Vida de Professor
ou Todas as desculpas furadas que um dia apliquei hoje ouço

Roberto Tietzmann


 

Vamos deixar uma coisa bem clara, para todos os leitores. Dar aula é massa. E as desculpas furadas, bom, elas são mais velhas que andar para a frente. Portanto alertem-se!

Sejam eles alunos de alguma instituição, ex-alunos ou ainda que pensem em ser alunos: vocês NÃO inventaram as desculpas furadas e a cara-de-pau.

Aliás, nem a minha geração inventou. Especula-se que desde os gregos recicla-se as desculpas esfarrapadas. Ou ainda antes, desde que o primeiro macaco inventou a primeira aula.

Resumindo, tão velho quanto andar para a frente é dizer que O TRABALHO FICOU COM O COLEGA QUE NÃO VEIO e concluir que a melhor coisa é ir embora, já que o colega não vem mesmo. O que nos leva a um paradigma da enrolação: o colega que não veio na aula é sempre o que mais trabalhou!!

E o segundo passo na cadeia progressiva de engambelação é, na aula seguinte, chegar o colega que deveria estar com o trabalho. Só que daí ninguém mais do grupo veio. O que o leva à pergunta ao professor:

– Cadê meu grupo?

Ao que o professor responde:

–Sei lá. Cadê o trabalho?
–Que trabalho?
–Aquele que vocês deveriam ter entregue há uma semana.

O aluno gira os olhos. Engole em seco. Um sorriso ilumina seu rosto.

–Entreguei para o grupo, professor!
–E cadê o grupo? Cadê o trabalho?
–Não sei. Vou procurar.

O aluno sai da sala. Dez minutos depois, vem mais um aluno, do mesmo grupo.

–Oi, profe. Viu alguém do meu grupo?
–Veio um, mas saiu. E o trabalho?
–Ah, está com a Lisi. Ela ficou de passar a limpo, mas a impressora dela pifou, e ia imprimir aqui na universidade.
–E já imprimiu?
–Não sei, vou ver.

E sai da sala. O grupo só aparece três semanas depois, mais atrasado que noiva em casamento. O trabalho dá vontade de chorar de tão ruim.

–E isso aqui?
–Ah, professor. A gente ia fazer uma coisa superlegal. Mas daí, um não queria, o outro não queriaŠ daí a gente acabou fazendo assim. Todo mundo trabalha, pçor! Mas o senhor considera a nossa idéia, não é?

Isso vem a ser, traduzindo em bom português: "Resolvemos fazer um trabalhinho preguiçoso, e queremos uma nota boa. O sr. vai dar, né?".
Sim, podes crer. Considero que já é meio esquisito me chamar de senhor. E considero o trabalho merecedor de uma nota mais baixa. Rê rê rê!!

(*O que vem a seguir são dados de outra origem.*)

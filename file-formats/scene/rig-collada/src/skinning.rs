//! CPU vertex skinning
//!
//! Applies an animator's skinning matrices to a model's bind-pose positions
//! and normals. Rendering does this on the GPU; the CPU path exists for
//! tooling and for checking poses in tests.
//!
//! # Example
//!
//! ```rust,no_run
//! use rig_collada::skinning::{Skinner, SkinningOptions};
//! use rig_collada::{Animator, AnimatorConfig, EndPolicy, LoadConfig, load_model};
//! use std::sync::Arc;
//!
//! let model = Arc::new(load_model("character.dae", &LoadConfig::default())?);
//! let animator = Animator::new(Arc::clone(&model), AnimatorConfig::new(EndPolicy::Wrap));
//!
//! let skinner = Skinner::new(animator.joint_transforms(), SkinningOptions::default());
//! let mesh = skinner.skin_model(&model);
//! println!("{} skinned positions", mesh.positions.len());
//! # Ok::<(), rig_collada::ColladaError>(())
//! ```

use crate::builder::ModelSpecification;
use crate::skin::VertexInfluences;
use glam::{Mat4, Vec3};
use log::trace;

/// Options for controlling the skinning behavior
#[derive(Debug, Clone)]
pub struct SkinningOptions {
    /// Influences lighter than this are ignored
    pub weight_threshold: f32,
    /// Divide by the total applied weight, so weights need not sum to 1
    pub normalize_weights: bool,
}

impl Default for SkinningOptions {
    fn default() -> Self {
        Self {
            weight_threshold: 0.0001,
            normalize_weights: true,
        }
    }
}

/// Skinned geometry
#[derive(Debug, Clone, Default)]
pub struct SkinnedMesh {
    /// One per model position
    pub positions: Vec<Vec3>,
    /// One per triangle corner
    pub normals: Vec<Vec3>,
}

/// Vertex skinner over a set of skinning matrices indexed by joint id
pub struct Skinner<'a> {
    joint_transforms: &'a [Mat4],
    options: SkinningOptions,
}

impl<'a> Skinner<'a> {
    pub fn new(joint_transforms: &'a [Mat4], options: SkinningOptions) -> Self {
        Self {
            joint_transforms,
            options,
        }
    }

    /// Blend `point` through every influencing joint
    ///
    /// Vertices without any usable influence keep their bind position.
    pub fn skin_position(&self, point: Vec3, influences: &VertexInfluences) -> Vec3 {
        self.blend(influences, point, |matrix, p| matrix.transform_point3(p))
    }

    /// Blend a normal; the result is renormalized
    pub fn skin_normal(&self, normal: Vec3, influences: &VertexInfluences) -> Vec3 {
        self.blend(influences, normal, |matrix, n| matrix.transform_vector3(n))
            .normalize_or(normal)
    }

    fn blend(
        &self,
        influences: &VertexInfluences,
        value: Vec3,
        apply: impl Fn(&Mat4, Vec3) -> Vec3,
    ) -> Vec3 {
        let mut result = Vec3::ZERO;
        let mut total_weight = 0.0f32;

        for (joint, weight) in influences.iter() {
            if weight < self.options.weight_threshold {
                continue;
            }
            let Some(matrix) = self.joint_transforms.get(joint as usize) else {
                trace!("Skipping influence of unknown joint {}", joint);
                continue;
            };
            result += apply(matrix, value) * weight;
            total_weight += weight;
        }

        if total_weight < self.options.weight_threshold {
            return value;
        }
        if self.options.normalize_weights {
            result /= total_weight;
        }
        result
    }

    /// Skin every position and corner normal of `model`
    pub fn skin_model(&self, model: &ModelSpecification) -> SkinnedMesh {
        let positions = model
            .positions
            .iter()
            .zip(&model.influences)
            .map(|(&position, influences)| self.skin_position(position, influences))
            .collect();
        let normals = model
            .corners
            .iter()
            .map(|corner| {
                self.skin_normal(
                    model.normals[corner.normal],
                    &model.influences[corner.position],
                )
            })
            .collect();

        SkinnedMesh { positions, normals }
    }
}
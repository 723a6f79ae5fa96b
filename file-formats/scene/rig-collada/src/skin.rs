//! Skin weight normalization
//!
//! Every vertex ends up with exactly `max_influences` (joint id, weight)
//! pairs so that the joint id and weight buffers have a fixed width.

use crate::error::{ColladaError, Result};

/// Fixed-width joint influences of one vertex
#[derive(Debug, Clone, PartialEq)]
#[cfg_attr(feature = "serde-support", derive(serde::Serialize, serde::Deserialize))]
pub struct VertexInfluences {
    pub joint_ids: Vec<u32>,
    pub weights: Vec<f32>,
}

impl VertexInfluences {
    /// Number of slots, padding included
    pub fn len(&self) -> usize {
        self.joint_ids.len()
    }

    pub fn is_empty(&self) -> bool {
        self.joint_ids.is_empty()
    }

    pub fn weight_sum(&self) -> f32 {
        self.weights.iter().sum()
    }

    /// (joint id, weight) pairs, padding included
    pub fn iter(&self) -> impl Iterator<Item = (u32, f32)> + '_ {
        self.joint_ids.iter().copied().zip(self.weights.iter().copied())
    }
}

/// Fix one vertex's influence list to `max_influences` entries
///
/// `joint_ids[i]` pairs with `weight_values[weight_indices[i]]`.
/// - More than `max_influences`: the heaviest are kept (earlier entries win
///   ties) and rescaled to sum to 1. A kept set of all zero weights stays
///   zero.
/// - Fewer: every influence is kept as is and the rest is padded with
///   `(0, 0.0)`.
/// - Exactly `max_influences`: passed through unchanged.
pub fn normalize(
    joint_ids: &[u32],
    weight_indices: &[usize],
    weight_values: &[f32],
    max_influences: usize,
) -> Result<VertexInfluences> {
    if joint_ids.len() != weight_indices.len() {
        return Err(ColladaError::ParseError(format!(
            "{} joint ids paired with {} weight indices",
            joint_ids.len(),
            weight_indices.len()
        )));
    }

    let mut influences = joint_ids
        .iter()
        .zip(weight_indices)
        .map(|(&joint, &index)| {
            weight_values
                .get(index)
                .map(|&weight| (joint, weight))
                .ok_or_else(|| {
                    ColladaError::InvalidReference(format!(
                        "weight index {index} out of range ({} weights)",
                        weight_values.len()
                    ))
                })
        })
        .collect::<Result<Vec<(u32, f32)>>>()?;

    if influences.len() > max_influences {
        // sort_by is stable, so equal weights keep document order
        influences.sort_by(|a, b| b.1.total_cmp(&a.1));
        influences.truncate(max_influences);

        let total: f32 = influences.iter().map(|(_, weight)| weight).sum();
        if total > 0.0 {
            for (_, weight) in &mut influences {
                *weight /= total;
            }
        }
    }

    influences.resize(max_influences, (0, 0.0));
    let (joint_ids, weights) = influences.into_iter().unzip();
    Ok(VertexInfluences { joint_ids, weights })
}
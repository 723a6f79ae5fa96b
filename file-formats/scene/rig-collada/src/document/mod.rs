//! Scene document parsing
//!
//! Reads a COLLADA-style XML document and extracts the sections the skinning
//! pipeline needs into a [`RawDocument`]:
//! - the skinned geometry (sources, vertex block, triangle corners)
//! - the skin controller (joint table, weights, `vcount`/`v` influences)
//! - the skeleton node tree below the configured root node
//! - matrix animation channels, when the document carries any
//!
//! The raw document is a transient value: [`crate::builder::build`] consumes
//! it to produce a [`crate::ModelSpecification`].
//!
//! # Example
//!
//! ```rust,no_run
//! use rig_collada::document::DocumentParser;
//! use rig_collada::LoadConfig;
//!
//! let config = LoadConfig::default();
//! let raw = DocumentParser::new(&config).parse("character.dae")?;
//! println!("{} joints in skin", raw.skin.joint_names.len());
//! # Ok::<(), rig_collada::ColladaError>(())
//! ```

mod animation;
mod controller;
pub mod element;
mod geometry;
mod scene;

pub use animation::RawChannel;
pub use controller::{RawInfluence, RawSkin};
pub use geometry::{CornerIndices, RawGeometry, RawInput};
pub use scene::RawNode;

use crate::config::LoadConfig;
use crate::error::{ColladaError, Result};
use crate::math::{parse_floats, parse_indices, parse_names};
use element::Element;
use log::debug;
use std::fs::File;
use std::io::{BufReader, Read};
use std::path::Path;

/// Axis the document declares as "up"
#[derive(Debug, Clone, Copy, PartialEq, Eq, Default)]
pub enum UpAxis {
    X,
    #[default]
    Y,
    Z,
}

impl UpAxis {
    fn from_text(text: &str) -> Self {
        match text.trim() {
            "Z_UP" => Self::Z,
            "X_UP" => Self::X,
            _ => Self::Y,
        }
    }
}

/// A `<source>` block: a float or name array plus its accessor stride
#[derive(Debug, Clone, Default)]
pub struct RawSource {
    pub id: String,
    pub floats: Vec<f32>,
    pub names: Vec<String>,
    pub stride: usize,
}

/// Everything the model builder needs, as read from the document
#[derive(Debug, Clone)]
pub struct RawDocument {
    /// Declared up axis (`<asset><up_axis>`)
    pub up_axis: UpAxis,
    /// The geometry the skin controller deforms
    pub geometry: RawGeometry,
    /// The skin controller
    pub skin: RawSkin,
    /// Root joint node of the skeleton
    pub skeleton: RawNode,
    /// Matrix animation channels (empty when the document has none)
    pub channels: Vec<RawChannel>,
}

/// Parse a document with the default [`LoadConfig`]
pub fn parse<P: AsRef<Path>>(path: P) -> Result<RawDocument> {
    DocumentParser::new(&LoadConfig::default()).parse(path)
}

/// Document parser bound to a load configuration
///
/// The configuration supplies the name of the node under which the
/// skeleton lives.
#[derive(Debug, Clone, Copy)]
pub struct DocumentParser<'a> {
    config: &'a LoadConfig,
}

impl<'a> DocumentParser<'a> {
    pub fn new(config: &'a LoadConfig) -> Self {
        Self { config }
    }

    /// Open and parse the document at `path`
    pub fn parse<P: AsRef<Path>>(&self, path: P) -> Result<RawDocument> {
        let path = path.as_ref();
        debug!("Parsing scene document {}", path.display());
        let file = File::open(path)?;
        self.parse_reader(BufReader::new(file))
    }

    /// Parse a document held in memory
    pub fn parse_str(&self, text: &str) -> Result<RawDocument> {
        self.parse_reader(text.as_bytes())
    }

    /// Parse a document from any reader
    pub fn parse_reader<R: Read>(&self, reader: R) -> Result<RawDocument> {
        let root = Element::read(reader)?;
        self.parse_root(&root)
    }

    fn parse_root(&self, root: &Element) -> Result<RawDocument> {
        if root.name != "COLLADA" {
            return Err(ColladaError::ParseError(format!(
                "root element is <{}>, expected <COLLADA>",
                root.name
            )));
        }

        let up_axis = root
            .path(&["asset", "up_axis"])
            .map_or(UpAxis::Y, |e| UpAxis::from_text(&e.text));
        debug!("Up axis: {:?}", up_axis);

        let skin = controller::parse_skin(root.require_child("library_controllers")?)?;
        debug!(
            "Skin '{}' binds {} joints over {} vertices",
            skin.id,
            skin.joint_names.len(),
            skin.vertex_influences.len()
        );

        let geometry =
            geometry::parse_geometry(root.require_child("library_geometries")?, &skin.geometry)?;
        debug!(
            "Geometry '{}': {} sources, {} triangle corners",
            geometry.id,
            geometry.sources.len(),
            geometry.corners.len()
        );

        let visual_scene = root
            .path(&["library_visual_scenes", "visual_scene"])
            .ok_or_else(|| ColladaError::MissingSection("<visual_scene>".to_string()))?;
        let skeleton = scene::parse_skeleton(visual_scene, &self.config.skeleton_root)?;
        debug!("Skeleton root node: {:?}", skeleton.id);

        let channels = match root.child("library_animations") {
            Some(library) => animation::parse_channels(library)?,
            None => Vec::new(),
        };
        debug!("Found {} animation channels", channels.len());

        Ok(RawDocument {
            up_axis,
            geometry,
            skin,
            skeleton,
            channels,
        })
    }
}

/// Decode a `<source>` element
pub(crate) fn parse_source(element: &Element) -> Result<RawSource> {
    let id = element.attr("id").unwrap_or_default().to_string();

    let floats = match element.child("float_array") {
        Some(array) => parse_floats(&array.text, &format!("source '{id}'"))?,
        None => Vec::new(),
    };
    let names = element
        .child("Name_array")
        .or_else(|| element.child("IDREF_array"))
        .map(|array| parse_names(&array.text))
        .unwrap_or_default();

    let stride = match element
        .path(&["technique_common", "accessor"])
        .and_then(|accessor| accessor.attr("stride"))
    {
        Some(text) => parse_indices(text, &format!("stride of source '{id}'"))?
            .first()
            .copied()
            .unwrap_or(1),
        None => 1,
    };

    Ok(RawSource {
        id,
        floats,
        names,
        stride,
    })
}
//! Command implementations

pub mod info;
pub mod pose;
pub mod tree;
pub mod validate;

use anyhow::{Context, Result};
use log::info;
use rig_collada::document::DocumentParser;
use rig_collada::{Animation, LoadConfig, ModelSpecification, PipelineConfig, load_animation};
use std::path::Path;

/// A model and, when the document has one, its animation
pub struct LoadedDocument {
    pub model: ModelSpecification,
    pub animation: Option<Animation>,
    pub config: LoadConfig,
}

/// Parse `path` once and build both the model and its animation
pub fn load_document(path: &Path, settings: &PipelineConfig) -> Result<LoadedDocument> {
    let config = settings.load_config().context("Invalid load settings")?;
    info!("Loading scene document: {}", path.display());

    let raw = DocumentParser::new(&config)
        .parse(path)
        .with_context(|| format!("Failed to parse {}", path.display()))?;

    let animation = if raw.channels.is_empty() {
        None
    } else {
        Some(
            load_animation(&raw, &config)
                .with_context(|| format!("Failed to load animation from {}", path.display()))?,
        )
    };

    let model = rig_collada::builder::build(raw, &config)
        .with_context(|| format!("Failed to build model from {}", path.display()))?;

    Ok(LoadedDocument {
        model,
        animation,
        config,
    })
}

Isso para contar os causos de arrepiar os cabelos. Ignorando as desculpas de genocídio familiar ao final do semestre (as avós que morrem três vezes, em cadeiras diferentes), os grupos que fazem trabalhos massa e entregam no prazo (preservando as férias e o bom humor do prof.).

A maior que já me aconteceu foi no início de um semestre. Primeiro dia de aula, aquela tradicional aula de se apresentar, apresentar a cadeira, etc. Como isso não segura Ibope, pisei fundo e comecei com o conteúdo. O pessoal respondia bem, fazendo perguntas e tal. De repente chegou uma guria atrasada.

– Desculpe, pçor!

E sentou-se no fundo da sala. Em um canto.

O tempo passou. Todos peguntavam menos ela. Parecia acuada. Olhava tudo com olhos arregalados. A aula ia a todo vapor. Resolvi tirar aquilo a limpo. E perguntei direto para a guria de olhos arregalados:

– Alguma pergunta? Algum "como assim"? Não entendeu nada até agora? Fala, tchê!

Os instantes de silêncio pareceram durar para sempre. Todos olharam para a garota e se podia ouvir ela engolir em seco. Com uma voz trêmula, ela perguntou:

– A-aqui é fundamentos de RP?

Olhei para o número da sala. No início do semestre nunca se sabe. Coisa pior já aconteceu.

– Não. Televisão para publicidade.

A garota (que nunca disse seu nome) ficou vermelha feito um tomate, pegou seus livros e saiu da sala correndo. Nunca mais foi vista no campus. Pelo menos não daquela universidade. Será que ela errou algo mais que a sala?